Transposition partielle des dispositifs de réduction d’impôt
Si la réduction d’impôt de 75% pour les dons à des associations caritatives ou des fondations est maintenue, tel n’est pas le cas de la réduction ISF-PME, qui permettait de bénéficier d’une réduction d’impôt de 50% en cas d’investissement au capital des PME.
Déclaration de l’IR et de l’IFI aux mêmes dates limites
Il n’y a plus de distinction entre les redevables ayant un patrimoine inférieur à 2,57 millions d’euros et ceux dépassant ce seuil : tous les redevables de l’IFI doivent désormais déclarer leur patrimoine avec leur déclaration annuelle d’impôt sur le revenu, en respectant la même date limite. Ainsi, la déclaration de l'IFI 2018 s'effectue en même temps que la déclaration de revenus en ligne ou papier dans une nouvelle déclaration annexe n°2042-IFI.
Vous recevrez votre avis d’imposition à l’IFI durant le mois d’août et vous aurez jusqu'au 22 septembre 2018 minuit pour payer en ligne votre IFI (jusqu’au 17 septembre si vous n'utilisez pas un moyen de paiement dématérialisé). Le prélèvement sera effectué à compter du 27 septembre 2018.

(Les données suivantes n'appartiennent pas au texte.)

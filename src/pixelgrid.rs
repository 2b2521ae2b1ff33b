// This Source Code Form is subject to the terms of the Mozilla Public
// License, v. 2.0. If a copy of the MPL was not distributed with this
// file, You can obtain one at http://mozilla.org/MPL/2.0/.

//! The pixel grid
//!
//! A mutable, rectangular field of RGB pixels, addressed as
//! `(column, row)`.  The storage is column-major: one `Vec` per
//! column, each exactly `height` pixels long.  That makes deleting a
//! single cell out of a column (horizontal seams) a plain
//! `Vec::remove`, and removing a vertical seam a per-row compaction
//! followed by dropping the last column.

use image::{Rgb, RgbImage};
use itertools::iproduct;

/// One pixel: red, green and blue, eight bits each.
pub type Pixel = Rgb<u8>;

/// A rectangular grid of pixels that shrinks in place as seams are
/// carved out of it.
#[derive(Debug, Clone, PartialEq)]
pub struct PixelGrid {
    columns: Vec<Vec<Pixel>>,
    // Row count remembered for when every column has been carved away.
    rows: u32,
}

impl PixelGrid {
    /// A `width` x `height` grid with every pixel set to `fill`.
    pub fn new(width: u32, height: u32, fill: Pixel) -> Self {
        PixelGrid {
            columns: vec![vec![fill; height as usize]; width as usize],
            rows: height,
        }
    }

    /// A `width` x `height` grid whose pixels are produced by calling
    /// `f(column, row)`.
    pub fn from_fn<F>(width: u32, height: u32, mut f: F) -> Self
    where
        F: FnMut(u32, u32) -> Pixel,
    {
        let columns = (0..width)
            .map(|x| (0..height).map(|y| f(x, y)).collect())
            .collect();
        PixelGrid {
            columns,
            rows: height,
        }
    }

    /// Current width, in columns.
    pub fn width(&self) -> u32 {
        self.columns.len() as u32
    }

    /// Current height, in rows.
    pub fn height(&self) -> u32 {
        match self.columns.first() {
            Some(column) => column.len() as u32,
            None => self.rows,
        }
    }

    /// True when there is nothing left to carve.
    pub fn is_empty(&self) -> bool {
        self.width() == 0 || self.height() == 0
    }

    /// The pixel at `(column, row)`.  Panics if either coordinate is
    /// out of range; callers are expected to stay inside the
    /// dimensions they just read.
    #[inline]
    pub fn pixel_at(&self, column: u32, row: u32) -> Pixel {
        assert!(
            column < self.width() && row < self.height(),
            "pixel ({}, {}) outside of {}x{} grid",
            column,
            row,
            self.width(),
            self.height()
        );
        self.columns[column as usize][row as usize]
    }

    /// Remove the cell at `row` from `column`, moving every cell
    /// below it up by one.  Only sound as part of removing one cell
    /// from every column.
    pub fn delete_column_cell(&mut self, column: u32, row: u32) {
        let cells = &mut self.columns[column as usize];
        assert!(
            (row as usize) < cells.len(),
            "row {} outside of column {} of height {}",
            row,
            column,
            cells.len()
        );
        cells.remove(row as usize);
        self.rows = cells.len() as u32;
    }

    /// Within `row`, move every pixel right of `column` one place to
    /// the left, overwriting the pixel at `column`.  The last column's
    /// cell in that row becomes stale until `drop_last_column`.
    pub fn shift_row_left_from(&mut self, column: u32, row: u32) {
        let width = self.width();
        assert!(
            column < width && row < self.height(),
            "pixel ({}, {}) outside of {}x{} grid",
            column,
            row,
            width,
            self.height()
        );
        let row = row as usize;
        for x in (column as usize)..(width as usize - 1) {
            let next = self.columns[x + 1][row];
            self.columns[x][row] = next;
        }
    }

    /// Throw away the rightmost column.
    pub fn drop_last_column(&mut self) {
        if let Some(column) = self.columns.pop() {
            self.rows = column.len() as u32;
        }
    }

    /// Copy the grid out into an `image` buffer, for handing to an
    /// encoder.
    pub fn to_rgb_image(&self) -> RgbImage {
        RgbImage::from_fn(self.width(), self.height(), |x, y| self.pixel_at(x, y))
    }
}

impl From<&RgbImage> for PixelGrid {
    fn from(image: &RgbImage) -> Self {
        let (width, height) = image.dimensions();
        let mut grid = PixelGrid::new(width, height, Rgb([0, 0, 0]));
        for (x, y) in iproduct!(0..width, 0..height) {
            grid.columns[x as usize][y as usize] = *image.get_pixel(x, y);
        }
        grid
    }
}
// This Source Code Form is subject to the terms of the Mozilla Public
// License, v. 2.0. If a copy of the MPL was not distributed with this
// file, You can obtain one at http://mozilla.org/MPL/2.0/.

//! Calculate the energy of an image
//!
//! The dual-gradient energy: for every pixel, the squared RGB
//! distance between its left and right neighbours, plus the same for
//! its upper and lower neighbours, square-rooted.  Neighbours wrap
//! around the edges, so the image is treated as a torus and the
//! borders need no special handling.
//!
//! ```text
//!        |Δx|² = (Δrx)²+(Δgx)²+(Δbx)²
//!        |Δy|² = (Δry)²+(Δgy)²+(Δby)²
//!       e(x,y) = √(|Δx|²+|Δy|²)
//! ```

use crate::pixelgrid::PixelGrid;
use crate::pixelpairs::energy_of_pair;
use image::{GrayImage, Luma};
use itertools::iproduct;

#[inline]
fn next(i: u32, len: u32) -> u32 {
    if i + 1 >= len {
        i + 1 - len
    } else {
        i + 1
    }
}

#[inline]
fn prev(i: u32, len: u32) -> u32 {
    if i == 0 {
        len - 1
    } else {
        i - 1
    }
}

/// The squared horizontal gradient at `(column, row)`.
pub fn delta_x(grid: &PixelGrid, column: u32, row: u32) -> u32 {
    let width = grid.width();
    energy_of_pair(
        &grid.pixel_at(next(column, width), row),
        &grid.pixel_at(prev(column, width), row),
    )
}

/// The squared vertical gradient at `(column, row)`.
pub fn delta_y(grid: &PixelGrid, column: u32, row: u32) -> u32 {
    let height = grid.height();
    energy_of_pair(
        &grid.pixel_at(column, next(row, height)),
        &grid.pixel_at(column, prev(row, height)),
    )
}

/// The energy of the pixel at `(column, row)`.  A pure function of
/// the grid's current contents; the coordinates must be in range.
pub fn pixel_energy(grid: &PixelGrid, column: u32, row: u32) -> f64 {
    f64::from(delta_x(grid, column, row) + delta_y(grid, column, row)).sqrt()
}

/// Render the energy of every pixel as a greyscale image, scaled so
/// the most energetic pixel is white.  A grid with no energy at all
/// renders black.
pub fn energy_to_image(grid: &PixelGrid) -> GrayImage {
    let (width, height) = (grid.width(), grid.height());
    if grid.is_empty() {
        return GrayImage::new(width, height);
    }

    let energies: Vec<f64> = iproduct!(0..height, 0..width)
        .map(|(y, x)| pixel_energy(grid, x, y))
        .collect();
    let factor = energies.iter().cloned().fold(0.0, f64::max);

    GrayImage::from_fn(width, height, |x, y| {
        let e = energies[(y as usize) * (width as usize) + (x as usize)];
        if factor > 0.0 {
            Luma([(e * 255.0 / factor).round() as u8])
        } else {
            Luma([0])
        }
    })
}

Les conséquences de cette réforme de l’impôt sur la fortune ne seront pas les mêmes selon le montant et la composition de votre patrimoine. De plus, l’immobilier étant désormais l’actif le plus taxé en France (cf notre article « Les rendements de l’immobilier locatif érodés par les cumuls de hausse de la taxe foncière »), la question se pose de savoir s’il est judicieux de vendre vos biens immobiliers (cf notre article « Réforme de l’ISF : quels arbitrages réaliser sur votre patrimoine ? »).
[1] Article 31 de la Loi de finances pour 2018.
[2] https://www.economie.gouv.fr/files/files/directions_services/dgfip/Rapport/2016/RA2016_cahierstats_0607_web.pdf
[3] Article 974, I du CGI.
[4] Il s’agit des dettes contractées directement ou indirectement par l'intermédiaire d'une société auprès d’un membre de son foyer fiscal (couple marié, pacsé ou en concubinage notoire, et leurs enfants mineurs) ou auprès d’un membre du groupe familial (ascendants, descendants majeurs, frères et sœurs).
[5] Sauf si le redevable justifie du caractère normal des conditions du prêt.
[6] Article 974, II du Code Général des Impôts.